Ни до, ни после я не слыхал похвалы, которая значила бы для меня больше. Эти слова разбили что-то во мне, что-то твердое, удушающее, что поселилось в моей груди.

Спустя час я уже стал душой компании, мистером Веселье. Я смеялся, шутил и рассказывал истории, которые заставляли людей взрываться хохотом. Никто и никогда не видел меня таким. Даже Пэт. Я сказал ей, что в детстве научился «петь за ужин», но в подробности не вдавался. На самом деле моя мать сказала, что, раз уж ее мужа упекли за решетку из-за одиннадцати его братьев, они по очереди будут заменять мне отца. Все детство каждые три месяца она перевозила меня от одного дяди к другому.

— А вот и Наказание! — вопили мои двоюродные братья и сестры, когда мать привозила меня из одного дома или трейлера в другой. Она подталкивала меня к двери с чемоданом, в котором умещались все мои пожитки, и легонько пожимала мне плечо — единственный знак любви, который я от нее получал. В следующий раз я видел ее ровно через три месяца, когда она отвозила меня к следующему дяде. Она всегда возила меня на машине, даже если ехать нужно было в соседний дом.

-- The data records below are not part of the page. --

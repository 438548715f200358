//! Category lifecycle: default seeding, CRUD, and referential guards.

use once_cell::sync::Lazy;
use tracing::info;
use uuid::Uuid;

use moneta_domain::{Category, CategoryKind};

use crate::error::{CoreError, CoreResult};
use crate::storage::{Store, TransactionFilter};

/// Seed set applied to every new user. Name, kind, color, icon.
static DEFAULT_CATEGORIES: Lazy<Vec<(&'static str, CategoryKind, &'static str, &'static str)>> =
    Lazy::new(|| {
        vec![
            ("Salary", CategoryKind::Income, "#22c55e", "briefcase"),
            ("Other Income", CategoryKind::Income, "#10b981", "coins"),
            ("Housing", CategoryKind::Expense, "#ef4444", "home"),
            ("Groceries", CategoryKind::Expense, "#f59e0b", "shopping-cart"),
            ("Transport", CategoryKind::Expense, "#3b82f6", "car"),
            ("Utilities", CategoryKind::Expense, "#6366f1", "zap"),
            ("Health", CategoryKind::Expense, "#ec4899", "heart"),
            ("Entertainment", CategoryKind::Expense, "#8b5cf6", "film"),
            ("Dining Out", CategoryKind::Expense, "#f97316", "utensils"),
            ("Other", CategoryKind::Expense, "#6b7280", "tag"),
        ]
    });

pub struct CategoryService;

impl CategoryService {
    /// Creates the default category set for a user. Idempotent: a user that
    /// already has default rows keeps them untouched.
    pub fn seed_defaults(store: &dyn Store, user_id: Uuid) -> CoreResult<Vec<Category>> {
        let existing = store.categories(user_id)?;
        if existing.iter().any(|category| category.is_default) {
            return Ok(existing.into_iter().filter(|c| c.is_default).collect());
        }
        let mut seeded = Vec::with_capacity(DEFAULT_CATEGORIES.len());
        for (name, kind, color, icon) in DEFAULT_CATEGORIES.iter() {
            let category = Category::new(user_id, *name, *kind, *color, *icon).as_default();
            store.insert_category(&category)?;
            seeded.push(category);
        }
        info!(user = %user_id, count = seeded.len(), "seeded default categories");
        Ok(seeded)
    }

    pub fn create(store: &dyn Store, category: Category) -> CoreResult<Category> {
        validate_name(store, category.user_id, None, &category.name)?;
        store.insert_category(&category)?;
        Ok(category)
    }

    pub fn get(store: &dyn Store, user_id: Uuid, id: Uuid) -> CoreResult<Category> {
        load_owned(store, user_id, id)
    }

    pub fn update(store: &dyn Store, user_id: Uuid, changes: Category) -> CoreResult<Category> {
        let existing = load_owned(store, user_id, changes.id)?;
        if existing.is_default {
            return Err(CoreError::forbidden("default categories cannot be edited"));
        }
        validate_name(store, user_id, Some(changes.id), &changes.name)?;
        store.update_category(&changes)?;
        Ok(changes)
    }

    /// Deletes a category that is not a default and is not referenced by any
    /// transaction or bill.
    pub fn delete(store: &dyn Store, user_id: Uuid, id: Uuid) -> CoreResult<()> {
        let existing = load_owned(store, user_id, id)?;
        if existing.is_default {
            return Err(CoreError::forbidden("default categories cannot be deleted"));
        }
        let filter = TransactionFilter {
            category_id: Some(id),
            ..TransactionFilter::default()
        };
        if !store.transactions(user_id, &filter)?.is_empty() {
            return Err(CoreError::forbidden(
                "category is still referenced by transactions",
            ));
        }
        if store.bills(user_id)?.iter().any(|bill| bill.category_id == id) {
            return Err(CoreError::forbidden("category is still referenced by bills"));
        }
        store.delete_category(id)
    }

    pub fn list(
        store: &dyn Store,
        user_id: Uuid,
        kind: Option<CategoryKind>,
    ) -> CoreResult<Vec<Category>> {
        let mut categories = store.categories(user_id)?;
        if let Some(kind) = kind {
            categories.retain(|category| category.kind == kind);
        }
        Ok(categories)
    }
}

fn load_owned(store: &dyn Store, user_id: Uuid, id: Uuid) -> CoreResult<Category> {
    let category = store.category(id)?.ok_or(CoreError::CategoryNotFound(id))?;
    if category.user_id != user_id {
        return Err(CoreError::forbidden("category belongs to another user"));
    }
    Ok(category)
}

fn validate_name(
    store: &dyn Store,
    user_id: Uuid,
    exclude: Option<Uuid>,
    candidate: &str,
) -> CoreResult<()> {
    let trimmed = candidate.trim();
    if trimmed.is_empty() {
        return Err(CoreError::validation("category name must not be empty"));
    }
    let normalized = trimmed.to_ascii_lowercase();
    let duplicate = store.categories(user_id)?.iter().any(|category| {
        category.name.trim().to_ascii_lowercase() == normalized
            && exclude.map_or(true, |id| category.id != id)
    });
    if duplicate {
        Err(CoreError::validation(format!(
            "category `{trimmed}` already exists"
        )))
    } else {
        Ok(())
    }
}
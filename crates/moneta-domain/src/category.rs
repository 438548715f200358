//! Domain types representing transaction categories.

use std::fmt;
use std::str::FromStr;

use serde::{Deserialize, Serialize};
use uuid::Uuid;

use crate::common::Identifiable;

/// Categorises transactions and bills for budgeting and reporting.
///
/// Default categories are seeded once per user and are protected from edits
/// and deletion at the service boundary.
#[derive(Debug, Clone, Serialize, Deserialize, PartialEq)]
pub struct Category {
    pub id: Uuid,
    pub user_id: Uuid,
    pub name: String,
    pub kind: CategoryKind,
    pub color: String,
    pub icon: String,
    pub is_default: bool,
    #[serde(default, skip_serializing_if = "Option::is_none")]
    pub description: Option<String>,
}

impl Category {
    pub fn new(
        user_id: Uuid,
        name: impl Into<String>,
        kind: CategoryKind,
        color: impl Into<String>,
        icon: impl Into<String>,
    ) -> Self {
        Self {
            id: Uuid::new_v4(),
            user_id,
            name: name.into(),
            kind,
            color: color.into(),
            icon: icon.into(),
            is_default: false,
            description: None,
        }
    }

    pub fn as_default(mut self) -> Self {
        self.is_default = true;
        self
    }
}

impl Identifiable for Category {
    fn id(&self) -> Uuid {
        self.id
    }
}

/// Supported category types.
#[derive(Debug, Clone, Copy, Serialize, Deserialize, PartialEq, Eq)]
pub enum CategoryKind {
    Income,
    Expense,
}

impl fmt::Display for CategoryKind {
    fn fmt(&self, f: &mut fmt::Formatter<'_>) -> fmt::Result {
        let label = match self {
            CategoryKind::Income => "Income",
            CategoryKind::Expense => "Expense",
        };
        f.write_str(label)
    }
}

impl FromStr for CategoryKind {
    type Err = String;

    fn from_str(value: &str) -> Result<Self, Self::Err> {
        match value.trim().to_ascii_lowercase().as_str() {
            "income" => Ok(CategoryKind::Income),
            "expense" => Ok(CategoryKind::Expense),
            other => Err(format!("unrecognized category kind `{other}`")),
        }
    }
}
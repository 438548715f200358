//! Due-date advancement for recurring bills.

use chrono::{DateTime, Duration, Utc};

use moneta_domain::common::{shift_months_utc, shift_years_utc};
use moneta_domain::Frequency;

/// Advances a due date by exactly one unit of the given frequency.
///
/// Day-based frequencies add a fixed number of days; month- and year-based
/// frequencies follow calendar arithmetic with the day-of-month clamped to
/// the target month's last day (Jan 31 + 1 month = Feb 28/29). The time of
/// day is preserved.
pub fn advance(date: DateTime<Utc>, frequency: Frequency) -> DateTime<Utc> {
    match frequency {
        Frequency::Daily => date + Duration::days(1),
        Frequency::Weekly => date + Duration::days(7),
        Frequency::Biweekly => date + Duration::days(14),
        Frequency::Monthly => shift_months_utc(date, 1),
        Frequency::Quarterly => shift_months_utc(date, 3),
        Frequency::Biannually => shift_months_utc(date, 6),
        Frequency::Annually => shift_years_utc(date, 1),
    }
}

Годы шли, и я узнал, что не могу состязаться с двоюродными братьями в умении драться или в их врожденной способности управлять любыми большими машинами, выкрашенными в желтый или зеленый цвет, но у меня был талант, которого не было у них: дар рассказывать истории. Одному Богу известно, откуда он у меня. Впрочем, древняя двоюродная бабушка говорила, что никогда не видела лжеца большего, чем мой дед, так что, может, этот дар достался мне от него. По сути дела, я настолько отличался от всех них, что один мой дядя как-то сказал, что, если бы я не выглядел как Ньюкомб, он бы поклялся, что я им не родня. Необходимость научила меня развлекать. Когда сгущались тучи, кто-нибудь пихал меня в бок и говорил:

— Ну-ка, Форд, расскажи нам историю.

И так я научился рассказывать истории, которые людей смешили, пугали или просто увлекали. Тем вечером, когда я плакал на коленях у отца Пэт, я почувствовал вдохновение, какого не испытывал с тех самых пор, как уехал из дядиного дома в колледж со студенческим займом и частичной стипендией.